(EXTRACTED RECORDS)
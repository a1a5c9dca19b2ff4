use serde::Deserialize;
use time::OffsetDateTime;

/// One metered instant for one service. Consumption and injection are
/// independent measurements; either, both, or neither may be present.
#[derive(Debug, Clone, sqlx::FromRow, Deserialize)]
pub struct Reading {
    pub ts: OffsetDateTime,
    pub service_id: i64,
    pub consumption_kwh: Option<f64>,
    pub injection_kwh: Option<f64>,
}
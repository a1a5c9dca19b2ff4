use std::net::SocketAddr;
use std::sync::Arc;

use anyhow::Result;
use billing_engine::{BillingEngine, PgStore};
use billing_service::{config::AppConfig, metrics_server, observability, routes};
use sqlx::postgres::PgPoolOptions;

#[tokio::main]
async fn main() -> Result<()> {
    observability::init_tracing();

    let cfg = AppConfig::load()?;

    // Start metrics server if configured
    if let Some(metrics_cfg) = &cfg.metrics {
        metrics_server::init(&metrics_cfg.bind_addr);
    }

    let pool = PgPoolOptions::new()
        .max_connections(cfg.database.max_connections)
        .connect(&cfg.database.uri)
        .await?;

    let engine = BillingEngine::new(PgStore::new(pool));
    let state = routes::AppState {
        engine: Arc::new(engine),
    };

    let addr: SocketAddr = cfg
        .http
        .bind_addr
        .parse()
        .map_err(|e| anyhow::anyhow!("invalid http.bind_addr: {e}"))?;

    let listener = tokio::net::TcpListener::bind(addr).await?;
    tracing::info!(%addr, "billing API listening");

    axum::serve(listener, routes::router(state).into_make_service()).await?;

    Ok(())
}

(TASK PROMPT) Provide nothing but the number of lines in the material above in which the string "SocketAddr" is found.

(SOLUTION TO THIS PROBLEM) 2